The team has met 5 times to discuss the direction of activities. The bottleneck has been the difficulties intrinsic to "mental suffering". This was, up to now, considered within the sphere of education and pastoral work more than with the social apostolate. In fact the majority of the responses to the questionnaire claiming mental distress as the main issue in Jesuit apostolate came from parishes and schools. Then, why does the social apostolate get involved in the issue?
Mental disorders are not only personal problems. Competition and the casting away of the weak, discrimination and economic supremacy, the whole social system and moral perversion have a significant influence in people. It might be true that social apostolate is not so much in contact with personal problems of people suffering from mental disorders. Nevertheless, the social analysis of the background of such suffering and the introduction of citizens' groups dedicated to solve them is a characteristic field of the social apostolate.

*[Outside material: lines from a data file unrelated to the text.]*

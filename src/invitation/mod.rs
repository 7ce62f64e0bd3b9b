//! Event invitation: the sign-up form text and the matching WhatsApp message.

pub mod handlers;

use serde::{Deserialize, Serialize};
use utoipa::ToSchema;

use crate::google::{EventForm, PublishedForm};
use crate::validation::{validate_required, ValidationErrors, Validator};

#[derive(Debug, Clone, Default, Deserialize, ToSchema)]
pub struct InvitationRequest {
    pub title: String,
    /// Event-specific information shown in the form and the message.
    pub event_text: String,
    pub date_time: String,
    pub price: String,
    pub location: String,
}

impl Validator for InvitationRequest {
    fn validate(&self) -> Result<(), ValidationErrors> {
        let mut errors = ValidationErrors::new();
        validate_required(&self.title, "title", "Event title", &mut errors);
        validate_required(&self.event_text, "event_text", "Event text", &mut errors);
        validate_required(&self.date_time, "date_time", "Date and time", &mut errors);
        validate_required(&self.price, "price", "Price", &mut errors);
        validate_required(&self.location, "location", "Location", &mut errors);
        errors.into_result()
    }
}

#[derive(Debug, Serialize, ToSchema)]
pub struct InvitationResponse {
    pub form: PublishedForm,
    pub whatsapp_message: String,
}

impl InvitationRequest {
    /// Full description of the sign-up form.
    pub fn form_description(&self) -> String {
        format!(
            "Please fill out the form to sign up for the event. Only after your payment you are fully signed up!

ONLY HOCHSCHULE MÜNCHEN INTERNATIONAL STUDENTS CAN REGISTER (Also if you study full-time at MUAS)!
Only after your payment you are fully signed up!
Payment by Credit Card is not possible. If you wish to pay in cash, please text the tutor that posted the event and something can be arranged.
Unfortunately we can not offer you any refund if you don't participate in the event.

EVENT INFORMATION:
{text}

\u{1F4C5} Event date: {date}
\u{1F4B5} Price: {price}
\u{1F3E1} Location: {location}

DATA PRIVACY NOTICE:
By submitting this form, you agree that we process the data you provide for the purpose of event planning. This includes storing and using your personal information for communication related to the event. Your data will only be accessible to the event organizers for this purpose.

Please confirm your consent to this processing by checking the box below.

(If you do not agree to this processing, please inform the event organiser (the person who posted the event text in the WhatsApp group) and you can still sign up for the event in another way.)
",
            text = self.event_text.trim(),
            date = self.date_time.trim(),
            price = self.price.trim(),
            location = self.location.trim(),
        )
    }

    pub fn event_form(&self) -> EventForm {
        EventForm {
            title: self.title.trim().to_string(),
            price: self.price.trim().to_string(),
            description: self.form_description(),
        }
    }

    /// Invitation text for the WhatsApp group, linking the form's view URL.
    pub fn whatsapp_message(&self, view_url: &str) -> String {
        format!(
            "\u{1F680} *{title}* \u{1F680}
{text}
\u{1F4C5} *Event-Date:* {date}
\u{1F4B5} *Price:* {price}
\u{1F3E1} *Location:* {location}
Register here: {view_url}
See you there! \u{2728}
Your International Club Team",
            title = self.title.trim(),
            text = self.event_text.trim(),
            date = self.date_time.trim(),
            price = self.price.trim(),
            location = self.location.trim(),
        )
    }
}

Based on all this, the members of the task force are in contact with various groups that deal with such issues and study together with them the systematic background of those problems. They decided to transmit information using the Social and Pastoral Bulletin.
Actually, the members of the team are in contact with other groups that work for the self-support of people with disabilities, assisting the victims of crimes or the rehabilitation of criminals and for people defecting from cult religions. They are considering their involvement also with people with depressions and relatives of persons that committed suicide. This way, "self-help groups", as the ones mentioned at the top of this bulletin indicate a direction to follow.
Such groups are not only helpful to people in trouble, but also promote dialogue among persons living in anxiety and are capable of exerting influence on society to solve those mental issues on the basis of a deep analysis. The methodology followed by such groups is also available to the movements of homeless in Japan or slum dwellers of third world countries, as well as to other social alternative movements to which the social apostolate is often related. Here we find a contact point between the social apostolate and mental disorders.
The following are the main areas of our activities:
Introducing self-help groups in this bulletin
Produce a basic booklet on various mental issues
Study mental disorders from the point of view of Ignatian spirituality

Since it is clear that, without the collaboration of parishes and schools and of others working in various apostolates, the task can not be accomplished we are most willing to receive your opinions and information, your questions and reflections.